Ce rôle de tampon a cependant un coût. L'absorption massive de chaleur et de Co2, modifie profondément l'écosystème océanique. En se réchauffant, l'océan se dilate, ce qui contribue à la montée du niveau de la mer. La fonte des glaces continentales (le Groenland et L'Antarctique) injecte de l'eau douce supplémentaire dans l'océan, amplifiant encore cette élévation. L'absorption du Co2, entraîne une acidification des eaux, qui fragilise les organismes marins à coquille calcaire (coraux, coquillages, etc ). " Si rien ne change, on s'attend à une montée du niveau marin d'au moins un mètre d'ici la fin du siècle " alerte Paul Tréguer. Alors que faut-il changer?
"On connaît les causes du changement climatique. On sait ce qu'il faut faire. Alors faisons-le. Il faut passer les blocages y compris ceux portés par les climato-septiques ou par les intérêts économiques". John Kerry
Lors d'une conférence préparatoire à l’UNOC sur l’océan, à Nice, l’ancien envoyé spécial des États-Unis pour le climat a lancé un appel clair à l’action. Un message que partage pleinement Paul Tréguer, qui martèle : " L’urgence, c’est d’abord de réduire notre consommation énergétique. " Le chercheur cite à ce titre le rapport du Réseau de Transport d’Électricité (RTE), publié en 2021, qui recommande une baisse de 40 % de la consommation énergétique française d’ici 2050. Un objectif qui implique des transformations profondes de nos modes de vie.
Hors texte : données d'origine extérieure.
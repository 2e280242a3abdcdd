//! Static stage catalog
//!
//! One row per canonical stage: the symbolic names scripts may use for it,
//! its resource estimate, its topology weight, the parameter fields projected
//! into its input, and the criterion the decision plan reports for it.

use super::types::ResourceEstimate;

/// Catalog row for a canonical stage
#[derive(Debug, Clone, Copy, PartialEq)]
pub struct StageProfile {
    pub id: &'static str,
    pub aliases: &'static [&'static str],
    pub resources: ResourceEstimate,
    pub weight: f64,
    pub input_fields: &'static [&'static str],
    pub success_criterion: &'static str,
}

/// Estimate used for stages the catalog does not know
pub const DEFAULT_RESOURCES: ResourceEstimate = ResourceEstimate {
    cpu: 1.0,
    memory: 2.0,
    gpu: 0.0,
    time: 10.0,
};

/// Topology weight for stages the catalog does not know
pub const DEFAULT_WEIGHT: f64 = 0.5;

/// Success criterion for stages the catalog does not know
pub const DEFAULT_SUCCESS_CRITERION: &str = "stage returns a non-empty result";

pub static CATALOG: &[StageProfile] = &[
    StageProfile {
        id: "query_processor",
        aliases: &["query", "query_processing", "process_query"],
        resources: ResourceEstimate { cpu: 1.0, memory: 2.0, gpu: 0.0, time: 5.0 },
        weight: 0.6,
        input_fields: &["query", "context"],
        success_criterion: "query parsed with confidence >= 0.7",
    },
    StageProfile {
        id: "semantic_analyzer",
        aliases: &["semantic_analysis", "semantics", "analyze"],
        resources: ResourceEstimate { cpu: 2.0, memory: 4.0, gpu: 0.0, time: 15.0 },
        weight: 0.7,
        input_fields: &["text", "query", "context"],
        success_criterion: "entities and relations extracted",
    },
    StageProfile {
        id: "knowledge_extractor",
        aliases: &["domain_knowledge", "knowledge", "extract_knowledge"],
        resources: ResourceEstimate { cpu: 2.0, memory: 8.0, gpu: 0.0, time: 20.0 },
        weight: 0.8,
        input_fields: &["query", "domain", "sources"],
        success_criterion: "at least one supporting finding",
    },
    StageProfile {
        id: "reasoning_engine",
        aliases: &["reasoning", "reasoner", "reason"],
        resources: ResourceEstimate { cpu: 4.0, memory: 16.0, gpu: 1.0, time: 30.0 },
        weight: 0.9,
        input_fields: &["context", "query", "constraints"],
        success_criterion: "reasoning chain with confidence >= 0.7",
    },
    StageProfile {
        id: "solution_generator",
        aliases: &["generate", "generator", "generate_solution"],
        resources: ResourceEstimate { cpu: 4.0, memory: 16.0, gpu: 1.0, time: 45.0 },
        weight: 1.0,
        input_fields: &["context", "query", "style", "max_tokens"],
        success_criterion: "solution text produced within max_time",
    },
    StageProfile {
        id: "response_evaluator",
        aliases: &["evaluator", "evaluation", "evaluate"],
        resources: ResourceEstimate { cpu: 1.0, memory: 4.0, gpu: 0.0, time: 10.0 },
        weight: 0.7,
        input_fields: &["target", "criteria", "reference"],
        success_criterion: "quality score >= min_quality",
    },
    StageProfile {
        id: "model_comparator",
        aliases: &["comparison", "compare", "comparator"],
        resources: ResourceEstimate { cpu: 2.0, memory: 8.0, gpu: 1.0, time: 40.0 },
        weight: 0.6,
        input_fields: &["candidates", "query", "criteria"],
        success_criterion: "ranking over all candidates",
    },
    StageProfile {
        id: "response_scorer",
        aliases: &["score", "scorer", "scoring"],
        resources: ResourceEstimate { cpu: 1.0, memory: 1.0, gpu: 0.0, time: 3.0 },
        weight: 0.4,
        input_fields: &["response", "reference", "metrics"],
        success_criterion: "score reported for every metric",
    },
];

/// Map a script's symbolic stage name to its canonical id.
///
/// Unknown names pass through unchanged.
pub fn canonical_stage(name: &str) -> &str {
    CATALOG
        .iter()
        .find(|p| p.id == name || p.aliases.contains(&name))
        .map(|p| p.id)
        .unwrap_or(name)
}

/// Catalog row for a canonical stage id
pub fn profile(stage_id: &str) -> Option<&'static StageProfile> {
    CATALOG.iter().find(|p| p.id == stage_id)
}

pub fn resource_estimate(stage_id: &str) -> ResourceEstimate {
    profile(stage_id)
        .map(|p| p.resources)
        .unwrap_or(DEFAULT_RESOURCES)
}

pub fn weight(stage_id: &str) -> f64 {
    profile(stage_id).map(|p| p.weight).unwrap_or(DEFAULT_WEIGHT)
}

pub fn success_criterion(stage_id: &str) -> &'static str {
    profile(stage_id)
        .map(|p| p.success_criterion)
        .unwrap_or(DEFAULT_SUCCESS_CRITERION)
}

/// Whether a symbolic stage name is known to the catalog
pub fn is_known(name: &str) -> bool {
    profile(canonical_stage(name)).is_some()
}

#[cfg(test)]
mod tests {
    use super::*;

    #[test]
    fn test_aliases_resolve_to_canonical_ids() {
        assert_eq!(canonical_stage("query"), "query_processor");
        assert_eq!(canonical_stage("query_processor"), "query_processor");
        assert_eq!(canonical_stage("reasoning"), "reasoning_engine");
        assert_eq!(canonical_stage("custom_stage"), "custom_stage");
    }

    #[test]
    fn test_unknown_stage_defaults() {
        assert_eq!(resource_estimate("custom_stage"), DEFAULT_RESOURCES);
        assert_eq!(weight("custom_stage"), 0.5);
        assert!(!is_known("custom_stage"));
        assert!(is_known("evaluator"));
    }

    #[test]
    fn test_catalog_ids_and_aliases_are_unique() {
        let mut seen = std::collections::HashSet::new();
        for profile in CATALOG {
            assert!(seen.insert(profile.id), "duplicate id {}", profile.id);
            for alias in profile.aliases {
                assert!(seen.insert(*alias), "duplicate alias {}", alias);
            }
        }
    }
}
Paul Tréguer plaide pour une réduction massive des gaz à effet de serre, en misant d’abord sur la sobriété énergétique et le développement des énergies renouvelables. " Le meilleur carbone, c’est celui qu’on n’émet pas. Pour y parvenir, l’océan offre des énergies infiniment renouvelables " , souligne-t-il. Parmi les leviers concrets déjà déployés figurent l’énergie marémotrice ( produire de l'électricité avec la force des marées), comme le barrage de la Rance (Bretagne), les éoliennes en mer, fixes ou flottantes, et les hydroliennes. Des technologies désormais bien implantées, y compris sur les côtes françaises. La récente mise en service du parc éolien de la baie de Saint-Brieuc, qui couvre une part significative des besoins énergétiques des habitants des Côtes-d’Armor, marque un tournant dans la réduction de nos émissions. Si nous disposons de nombreuses solutions à notre portée, l’élimination du dioxyde de carbone atmosphérique, plus connue sous l’expression anglaise "Carbon Dioxide Removal" (CDR), s’impose comme un complément indispensable à la réduction des émissions. Pourquoi ? Parce que certaines activités continueront à émettre du CO2 , même à long terme. "L’agriculture, la sidérurgie, l'aviation ou le secteur du bâtiment, notamment la production de ciment, continueront à générer du CO2. On ne peut pas tout arrêter du jour au lendemain sans provoquer une casse sociale ou industrielle", prévient Paul Tréguer. Le recours à des techniques de captage et de stockage du carbone pourrait donc permettre de compenser ces émissions résiduelles, à condition d’en maîtriser les risques et les impacts environnementaux. "Dans ce contexte, le captage de CO2, apparaît une solution intermédiaire, pragmatique mais insuffisante." insiste le scientifique. Les compagnies gazières et pétrolières l'ont bien compris. Les technologies de captage de CO2 qui relèvent de la géo-ingénierie offrent une manière de prolonger leurs activités tout en affichant une posture climatique responsable. Si dans le discours officiel, la sortie des énergies fossiles reste un objectif clair, le pétrole et le gaz continuent pourtant de structurer les stratégies industrielles.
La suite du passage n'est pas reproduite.